Studies have shown that glycerine has various actions of the on the epidermis including improvement of stratum corneum hydration, skin barrier function and skin mechanical properties, inhibition of the stratum corneum lipid phase transition, protection against irritating stimuli, and acceleration of wound-healing processes. Even an antimicrobial effect has been demonstrated. Topical application of glycerol-containing products improves skin properties in diseases characterized by xerosis and impaired epidermal barrier function, such as atopic dermatitis . Other studies showed that comparing to water, paraffin oil and ethanol, glycerine is superior in the duration of its effects on the mechanics of the skin . Furthermore, glycerine is effective in treating cosmetic induced excessive dryness, where chemical ingredients such as sodium lauryl sulphate (SLS) can cause irritation and increased water loss. In the treatment with the 10% of glycerine its action inhibited the SLS-induced elevation of TEWL and moderated the irritant-induced increase in dermal blood flow and in the number of leucocyte-endothelial interactions. All concentrations of glycerine improved hydration and prevented the accumulation of lymphocytes near the treatment site. The expression of interleukin-1 beta and of tumour necrosis factor-alpha were significantly decreased by the 10% glycerol treatment .
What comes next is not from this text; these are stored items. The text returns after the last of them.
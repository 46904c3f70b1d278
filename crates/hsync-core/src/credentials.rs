//! Credential and session values. Loading and persisting them is the storage
//! crate's job; nothing here performs I/O.

use chrono::{DateTime, Duration, Utc};
use serde::{Deserialize, Serialize};

#[derive(Debug, Clone, PartialEq, Eq, Serialize, Deserialize)]
pub struct OAuthTokens {
    pub access_token: String,
    #[serde(default, skip_serializing_if = "Option::is_none")]
    pub refresh_token: Option<String>,
    #[serde(default, skip_serializing_if = "Option::is_none")]
    pub expires_at: Option<DateTime<Utc>>,
}

impl OAuthTokens {
    /// Tokens without a known expiry are treated as live until a 401 says otherwise.
    pub fn is_expired(&self, now: DateTime<Utc>, skew: Duration) -> bool {
        self.expires_at.is_some_and(|at| at - skew <= now)
    }
}

#[derive(Debug, Clone, PartialEq, Eq, Serialize, Deserialize)]
pub struct OAuthClient {
    pub client_id: String,
    pub client_secret: String,
    pub token_url: String,
}

#[derive(Debug, Clone, PartialEq, Serialize, Deserialize)]
#[serde(rename_all = "camelCase")]
pub struct Cookie {
    pub name: String,
    pub value: String,
    #[serde(default)]
    pub domain: String,
    #[serde(default = "root_path")]
    pub path: String,
    /// Unix seconds; `-1` marks a session cookie.
    #[serde(default = "session_expiry")]
    pub expires: f64,
    #[serde(default)]
    pub http_only: bool,
    #[serde(default)]
    pub secure: bool,
    #[serde(default, skip_serializing_if = "Option::is_none")]
    pub same_site: Option<String>,
}

fn root_path() -> String {
    "/".to_string()
}

fn session_expiry() -> f64 {
    -1.0
}

impl Cookie {
    pub fn is_session(&self) -> bool {
        self.expires < 0.0
    }

    pub fn is_expired(&self, now: DateTime<Utc>) -> bool {
        !self.is_session() && self.expires <= now.timestamp() as f64
    }

    /// Domain match as browsers do it: exact host, or a subdomain of a
    /// dot-prefixed cookie domain.
    pub fn matches_host(&self, host: &str) -> bool {
        let domain = self.domain.trim_start_matches('.');
        if domain.is_empty() {
            return false;
        }
        host.eq_ignore_ascii_case(domain)
            || host
                .to_ascii_lowercase()
                .ends_with(&format!(".{}", domain.to_ascii_lowercase()))
    }
}

#[derive(Debug, Clone, PartialEq, Eq, Serialize, Deserialize)]
pub struct StorageItem {
    pub name: String,
    pub value: String,
}

#[derive(Debug, Clone, PartialEq, Eq, Serialize, Deserialize)]
#[serde(rename_all = "camelCase")]
pub struct OriginState {
    pub origin: String,
    #[serde(default)]
    pub local_storage: Vec<StorageItem>,
}

/// Browser session in the storage-state layout exported by Playwright and
/// Chromium tooling, plus the time it was captured.
#[derive(Debug, Clone, PartialEq, Default, Serialize, Deserialize)]
#[serde(rename_all = "camelCase")]
pub struct SessionState {
    #[serde(default)]
    pub cookies: Vec<Cookie>,
    #[serde(default)]
    pub origins: Vec<OriginState>,
    #[serde(default, skip_serializing_if = "Option::is_none")]
    pub captured_at: Option<DateTime<Utc>>,
}

impl SessionState {
    pub fn is_empty(&self) -> bool {
        self.cookies.is_empty() && self.origins.iter().all(|o| o.local_storage.is_empty())
    }

    pub fn cookie(&self, name: &str) -> Option<&Cookie> {
        self.cookies.iter().find(|c| c.name == name)
    }

    /// True when the named cookie exists and has not expired.
    pub fn is_cookie_live(&self, name: &str, now: DateTime<Utc>) -> bool {
        self.cookie(name).is_some_and(|c| !c.is_expired(now))
    }

    pub fn local_storage(&self, name: &str) -> Option<&str> {
        self.origins
            .iter()
            .flat_map(|o| o.local_storage.iter())
            .find(|item| item.name == name)
            .map(|item| item.value.as_str())
    }

    /// `Cookie` header value for requests to `host`; `None` if nothing applies.
    pub fn cookie_header_for(&self, host: &str, now: DateTime<Utc>) -> Option<String> {
        let pairs: Vec<String> = self
            .cookies
            .iter()
            .filter(|c| c.matches_host(host) && !c.is_expired(now))
            .map(|c| format!("{}={}", c.name, c.value))
            .collect();
        (!pairs.is_empty()).then(|| pairs.join("; "))
    }

    /// Folds one `Set-Cookie` header into the state. Returns whether anything changed.
    pub fn merge_set_cookie(&mut self, header: &str, default_domain: &str, now: DateTime<Utc>) -> bool {
        let Some(incoming) = parse_set_cookie(header, default_domain, now) else {
            return false;
        };
        match self
            .cookies
            .iter_mut()
            .find(|c| c.name == incoming.name && c.domain.trim_start_matches('.') == incoming.domain.trim_start_matches('.'))
        {
            Some(existing) if *existing == incoming => false,
            Some(existing) => {
                *existing = incoming;
                true
            }
            None => {
                self.cookies.push(incoming);
                true
            }
        }
    }
}

fn parse_set_cookie(header: &str, default_domain: &str, now: DateTime<Utc>) -> Option<Cookie> {
    let mut parts = header.split(';');
    let (name, value) = parts.next()?.split_once('=')?;
    let name = name.trim();
    if name.is_empty() {
        return None;
    }

    let mut cookie = Cookie {
        name: name.to_string(),
        value: value.trim().trim_matches('"').to_string(),
        domain: default_domain.to_string(),
        path: root_path(),
        expires: session_expiry(),
        http_only: false,
        secure: false,
        same_site: None,
    };

    for attr in parts {
        let (key, val) = match attr.split_once('=') {
            Some((k, v)) => (k.trim().to_ascii_lowercase(), v.trim()),
            None => (attr.trim().to_ascii_lowercase(), ""),
        };
        match key.as_str() {
            "domain" if !val.is_empty() => cookie.domain = val.to_string(),
            "path" if !val.is_empty() => cookie.path = val.to_string(),
            "max-age" => {
                if let Ok(secs) = val.parse::<i64>() {
                    cookie.expires = (now.timestamp() + secs) as f64;
                }
            }
            "expires" => {
                if let Ok(at) = DateTime::parse_from_rfc2822(val) {
                    cookie.expires = at.timestamp() as f64;
                }
            }
            "httponly" => cookie.http_only = true,
            "secure" => cookie.secure = true,
            "samesite" => cookie.same_site = Some(val.to_string()),
            _ => {}
        }
    }
    Some(cookie)
}

/// What a source authenticates with.
#[derive(Debug, Clone, PartialEq)]
pub enum SourceSecret {
    /// Long-lived personal access token.
    Bearer(String),
    OAuth {
        client: OAuthClient,
        tokens: OAuthTokens,
    },
    Session(SessionState),
}

impl SourceSecret {
    pub fn kind(&self) -> &'static str {
        match self {
            SourceSecret::Bearer(_) => "bearer",
            SourceSecret::OAuth { .. } => "oauth",
            SourceSecret::Session(_) => "session",
        }
    }
}

#[cfg(test)]
mod tests {
    use super::*;

    fn at(ts: &str) -> DateTime<Utc> {
        DateTime::parse_from_rfc3339(ts).unwrap().with_timezone(&Utc)
    }

    const STORAGE_STATE: &str = r#"{
        "cookies": [
            {"name": "JWT_FGP", "value": "fgp-1", "domain": ".connect.example.com", "path": "/",
             "expires": 1767225600, "httpOnly": true, "secure": true, "sameSite": "Lax"},
            {"name": "SESSIONID", "value": "abc", "domain": "connect.example.com", "path": "/",
             "expires": -1, "httpOnly": true, "secure": true, "sameSite": "None"},
            {"name": "other", "value": "x", "domain": "elsewhere.example.org", "path": "/",
             "expires": -1, "httpOnly": false, "secure": false}
        ],
        "origins": [
            {"origin": "https://connect.example.com",
             "localStorage": [{"name": "token", "value": "{\"access_token\":\"jwt\"}"}]}
        ]
    }"#;

    #[test]
    fn storage_state_export_parses() {
        let state: SessionState = serde_json::from_str(STORAGE_STATE).unwrap();
        assert_eq!(state.cookies.len(), 3);
        assert!(state.cookie("SESSIONID").unwrap().is_session());
        assert_eq!(state.local_storage("token"), Some("{\"access_token\":\"jwt\"}"));
        assert!(state.captured_at.is_none());
        assert!(!state.is_empty());
    }

    #[test]
    fn cookie_header_only_includes_matching_live_cookies() {
        let state: SessionState = serde_json::from_str(STORAGE_STATE).unwrap();
        let header = state
            .cookie_header_for("connect.example.com", at("2025-06-01T00:00:00Z"))
            .unwrap();
        assert_eq!(header, "JWT_FGP=fgp-1; SESSIONID=abc");

        let after_expiry = state
            .cookie_header_for("connect.example.com", at("2026-06-01T00:00:00Z"))
            .unwrap();
        assert_eq!(after_expiry, "SESSIONID=abc");
        assert!(state.cookie_header_for("unrelated.net", at("2025-06-01T00:00:00Z")).is_none());
    }

    #[test]
    fn cookie_liveness_tracks_expiry() {
        let state: SessionState = serde_json::from_str(STORAGE_STATE).unwrap();
        assert!(state.is_cookie_live("JWT_FGP", at("2025-12-31T00:00:00Z")));
        assert!(!state.is_cookie_live("JWT_FGP", at("2026-01-02T00:00:00Z")));
        assert!(state.is_cookie_live("SESSIONID", at("2030-01-01T00:00:00Z")));
        assert!(!state.is_cookie_live("missing", at("2025-01-01T00:00:00Z")));
    }

    #[test]
    fn set_cookie_replaces_or_appends() {
        let mut state: SessionState = serde_json::from_str(STORAGE_STATE).unwrap();
        let now = at("2025-06-01T00:00:00Z");

        assert!(state.merge_set_cookie("SESSIONID=def; Path=/; HttpOnly; Secure", "connect.example.com", now));
        assert_eq!(state.cookie("SESSIONID").unwrap().value, "def");
        assert_eq!(state.cookies.len(), 3);

        assert!(state.merge_set_cookie("csrf=t1; Max-Age=3600", "connect.example.com", now));
        let csrf = state.cookie("csrf").unwrap();
        assert_eq!(csrf.expires, (now.timestamp() + 3600) as f64);
        assert_eq!(state.cookies.len(), 4);

        assert!(!state.merge_set_cookie("csrf=t1; Max-Age=3600", "connect.example.com", now));
        assert!(!state.merge_set_cookie("garbage", "connect.example.com", now));
    }

    #[test]
    fn oauth_expiry_honors_skew() {
        let tokens = OAuthTokens {
            access_token: "a".into(),
            refresh_token: Some("r".into()),
            expires_at: Some(at("2025-01-01T12:00:00Z")),
        };
        assert!(!tokens.is_expired(at("2025-01-01T11:00:00Z"), Duration::seconds(60)));
        assert!(tokens.is_expired(at("2025-01-01T11:59:30Z"), Duration::seconds(60)));
        let open_ended = OAuthTokens { expires_at: None, ..tokens };
        assert!(!open_ended.is_expired(at("2099-01-01T00:00:00Z"), Duration::zero()));
    }
}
Concluding, the Liposome Light Moisturizing Gel contains not one but three main ingredients with proved efficiency in increasing skin moisture, preventing excessive TEWL and protecting the lipid barrier. Even more, the gel can be used as a vesicle carrier for other active ingredients because the liposomes obtained by using high grade phosphatidylcholine will ensure their efficient delivery to the dermis. Incrementing oils or actives in the gel can easily be done with a simple sonic clearer and manual stirring, enabling DIY production of high quality liposome carrier system that can be customized to deliver the ideal combination of ingredients to the skin.